# What you will do:
Within the data that follows, how many lines contain the word "query"? Reply with only the number.
Raw data START
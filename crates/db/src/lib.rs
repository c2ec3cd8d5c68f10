//! PostgreSQL persistence for cameras, zones and zone points.

pub mod error;
pub mod models;
pub mod repositories;

pub use error::StoreError;

use sqlx::postgres::PgPoolOptions;

pub type DbPool = sqlx::PgPool;

/// Create a connection pool from a database URL.
pub async fn create_pool(database_url: &str, max_connections: u32) -> Result<DbPool, sqlx::Error> {
    PgPoolOptions::new()
        .max_connections(max_connections)
        .connect(database_url)
        .await
}

/// Round-trip a trivial query to confirm the database is reachable.
pub async fn health_check(pool: &DbPool) -> Result<(), sqlx::Error> {
    sqlx::query("SELECT 1").execute(pool).await?;
    Ok(())
}

/// Apply all pending migrations from `db/migrations`.
pub async fn run_migrations(pool: &DbPool) -> Result<(), sqlx::migrate::MigrateError> {
    sqlx::migrate!("../../db/migrations").run(pool).await
}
Raw data END
# Answer:
2